Most of the (not finished) resources are in state StageIn.

When having a look at the logs we found out that sometimes a job
resource stays in the RunQueue stageIn for up to 5 hours before it's
processed.
That means that resources stay there for 5 hours without being
processed and before stageIn will be started.

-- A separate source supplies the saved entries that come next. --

//! The screen wipe: a tick-paced blend between two frame snapshots.
//!
//! When the screen state changes, the compositor snapshots the outgoing
//! frame, composes the incoming one, snapshots that too, and then animates
//! between them. The blend is deterministic and tick-indexed: each
//! animation pass moves every pixel's palette index toward the target by
//! the number of elapsed ticks, so identical tick sequences produce
//! identical frames.

use ashlight_core::subsystem::FrameCapture;
use ashlight_core::tick::Ticks;

/// Minimum ticks between animation steps. The wipe loop waits until at
/// least this many have elapsed before advancing.
pub const WIPE_TICK_GRANULARITY: Ticks = 3;

// ---------------------------------------------------------------------------
// State machine
// ---------------------------------------------------------------------------

/// Result of one animation step.
#[derive(Debug, Clone, Copy, PartialEq, Eq)]
pub enum WipeStatus {
    InProgress,
    /// Every pixel has reached the target; call [`WipeEngine::finish`].
    Complete,
}

#[derive(Debug)]
enum WipePhase {
    /// No transition pending.
    Idle,
    /// The outgoing frame has been captured; waiting for the incoming one.
    CaptureStart { start: FrameCapture },
    /// Blending `working` toward `end`.
    Animating {
        working: FrameCapture,
        end: FrameCapture,
    },
}

/// The wipe transition engine: `Idle -> CaptureStart -> Animating -> Idle`.
#[derive(Debug)]
pub struct WipeEngine {
    phase: WipePhase,
}

impl WipeEngine {
    pub fn new() -> Self {
        Self {
            phase: WipePhase::Idle,
        }
    }

    /// Whether no transition is pending or running.
    pub fn is_idle(&self) -> bool {
        matches!(self.phase, WipePhase::Idle)
    }

    /// Snapshot the outgoing frame. Must be called from `Idle`.
    pub fn capture_start(&mut self, frame: FrameCapture) {
        debug_assert!(self.is_idle(), "wipe already in progress");
        self.phase = WipePhase::CaptureStart { start: frame };
    }

    /// Snapshot the incoming frame and begin animating from the outgoing
    /// one. Must follow `capture_start`.
    pub fn capture_end(&mut self, frame: FrameCapture) {
        match std::mem::replace(&mut self.phase, WipePhase::Idle) {
            WipePhase::CaptureStart { start } => {
                self.phase = WipePhase::Animating {
                    working: start,
                    end: frame,
                };
            }
            other => {
                debug_assert!(false, "capture_end without capture_start");
                self.phase = other;
            }
        }
    }

    /// Advance the blend by the given number of elapsed ticks.
    ///
    /// Stays in `Animating` even when complete so the final frame remains
    /// presentable; the caller ends the transition with [`finish`].
    ///
    /// [`finish`]: WipeEngine::finish
    pub fn advance(&mut self, tics: Ticks) -> WipeStatus {
        let WipePhase::Animating { working, end } = &mut self.phase else {
            return WipeStatus::Complete;
        };

        let mut remaining = false;
        for (w, e) in working.data_mut().iter_mut().zip(end.data()) {
            if *w < *e {
                *w = (*w as u64 + tics).min(*e as u64) as u8;
            } else if *w > *e {
                *w = (*w as u64).saturating_sub(tics).max(*e as u64) as u8;
            }
            if *w != *e {
                remaining = true;
            }
        }

        if remaining {
            WipeStatus::InProgress
        } else {
            WipeStatus::Complete
        }
    }

    /// The frame to present for the current animation step.
    pub fn frame(&self) -> Option<&FrameCapture> {
        match &self.phase {
            WipePhase::Animating { working, .. } => Some(working),
            _ => None,
        }
    }

    /// Return to `Idle` after a completed animation.
    pub fn finish(&mut self) {
        self.phase = WipePhase::Idle;
    }
}

impl Default for WipeEngine {
    fn default() -> Self {
        Self::new()
    }
}

// ===========================================================================
// Tests
// ===========================================================================

#[cfg(test)]
mod tests {
    use super::*;

    fn flat_frame(value: u8) -> FrameCapture {
        let mut frame = FrameCapture::new();
        frame.data_mut().fill(value);
        frame
    }

    #[test]
    fn fresh_engine_is_idle() {
        let engine = WipeEngine::new();
        assert!(engine.is_idle());
        assert!(engine.frame().is_none());
    }

    #[test]
    fn capture_pair_enters_animating() {
        let mut engine = WipeEngine::new();
        engine.capture_start(flat_frame(0));
        engine.capture_end(flat_frame(9));

        assert!(!engine.is_idle());
        // The working frame starts as the outgoing snapshot.
        assert_eq!(engine.frame().unwrap().data()[0], 0);
    }

    #[test]
    fn advance_moves_pixels_by_tick_count() {
        let mut engine = WipeEngine::new();
        engine.capture_start(flat_frame(0));
        engine.capture_end(flat_frame(10));

        assert_eq!(engine.advance(3), WipeStatus::InProgress);
        assert_eq!(engine.frame().unwrap().data()[0], 3);

        assert_eq!(engine.advance(4), WipeStatus::InProgress);
        assert_eq!(engine.frame().unwrap().data()[0], 7);

        // Overshoot clamps to the target and completes.
        assert_eq!(engine.advance(5), WipeStatus::Complete);
        assert_eq!(engine.frame().unwrap().data()[0], 10);
    }

    #[test]
    fn advance_steps_downward_too() {
        let mut engine = WipeEngine::new();
        engine.capture_start(flat_frame(200));
        engine.capture_end(flat_frame(195));

        assert_eq!(engine.advance(3), WipeStatus::InProgress);
        assert_eq!(engine.frame().unwrap().data()[0], 197);
        assert_eq!(engine.advance(3), WipeStatus::Complete);
        assert_eq!(engine.frame().unwrap().data()[0], 195);
    }

    #[test]
    fn blend_is_deterministic_for_a_tick_sequence() {
        let run = |tick_seq: &[Ticks]| {
            let mut engine = WipeEngine::new();
            engine.capture_start(flat_frame(17));
            engine.capture_end(flat_frame(230));
            let mut frames = Vec::new();
            for &t in tick_seq {
                engine.advance(t);
                frames.push(engine.frame().unwrap().clone());
            }
            frames
        };

        assert_eq!(run(&[3, 5, 3, 7]), run(&[3, 5, 3, 7]));
    }

    #[test]
    fn identical_frames_complete_immediately() {
        let mut engine = WipeEngine::new();
        engine.capture_start(flat_frame(42));
        engine.capture_end(flat_frame(42));

        assert_eq!(engine.advance(3), WipeStatus::Complete);
    }

    #[test]
    fn finish_returns_to_idle() {
        let mut engine = WipeEngine::new();
        engine.capture_start(flat_frame(0));
        engine.capture_end(flat_frame(1));
        while engine.advance(3) != WipeStatus::Complete {}
        engine.finish();

        assert!(engine.is_idle());
        assert!(engine.frame().is_none());
    }

    #[test]
    fn worst_case_completes_within_bound() {
        let mut engine = WipeEngine::new();
        engine.capture_start(flat_frame(0));
        engine.capture_end(flat_frame(255));

        let mut passes = 0;
        while engine.advance(WIPE_TICK_GRANULARITY) != WipeStatus::Complete {
            passes += 1;
            assert!(passes <= 255 / WIPE_TICK_GRANULARITY + 1, "wipe never completed");
        }
    }

    #[test]
    fn advance_while_idle_reports_complete() {
        let mut engine = WipeEngine::new();
        assert_eq!(engine.advance(3), WipeStatus::Complete);
    }
}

The reason for this is, that adding new jobs to the container is
much faster than processing resources in state StageIn:
More than 100 new resources can be added to the container per minute
but only about 3-9 resources in state StageIn can be processed per
minute.
As a result the RunQueue stageIn starts filling up and resources
stay there for a long time before being processed.
So the staging process seems to throttle the whole processing of a
resource.

1st approach: 
#############
Adding more RunThreads for RunQueue stageIn (6 instead of 3)

result:
Throughput in the stageIn Queue improved, but the stageOut queue started
filling up then and in total there were no performance improvements.

2nd approach:
#############
Removing synchronization from methods for creation of an RFT resource and
start of an RFT resource.

result:
Removing the synchronization led (surprisingly) not to better but to worse
performance.

Details about the tests can be found here:
http://www-unix.mcs.anl.gov/~feller/tpTesting/index.html
------- Comment #2 From 2006-09-08 16:48:11 -------
        CAMPAIGN ADDENDUM

Now that we no longer see any obvious performance problems with this testing,
we need to add 2 more deliverable and a few tasks to this campaign.

Deliverables:

3) An update patch for RFT for 4.0.3
4) A document describing configuration recommendations for the GT container and
condor-g.  So users can get the same performance results as we've been able to
achieve.

Tasks:

6) create RFT patch that applies to 4.0.3 (maybe 4.0.2 too?)
7) attach patch to this bug
8) notify VDT and TG team of patch and work with them so it can be applied in
their grids
9) write a 4.0.3 performance recommendations document describing issues and
configuration settings in order to avoid them
------- Comment #3 From 2006-09-08 17:29:36 -------
The recommendation document should include a task to delete all records from
the RFT 'marker' table and set up an index on that table (or ensure there is
one created automatically by the database)
------- Comment #4 From 2006-09-14 02:13:12 -------
Created an attachment (id=1046) [details]
ecommendations how to prepare server and client (condor-g) before large job
submissions

I created the campaign for RFT (4699) and attached the patch for
4.0.3 to that campaign.
The attached file here is the recommendation document.
Tell me if anybody has comments on this doc or wants to add additional
items.
------- Comment #5 From 2006-10-02 18:50:13 -------
I'm marking this with a 4.2 Target Milestone. What else do we need to do here?
The campaign doesn't have a clear stopping point. If we're done with the task
cycle described in the campaign description, we should close this bug out and
move on.
------- Comment #6 From 2008-02-04 11:10:54 -------
The sub campaigns are done.  Many improvements have been identified here and
fixed.  New campaigns need to be created to continue in this area.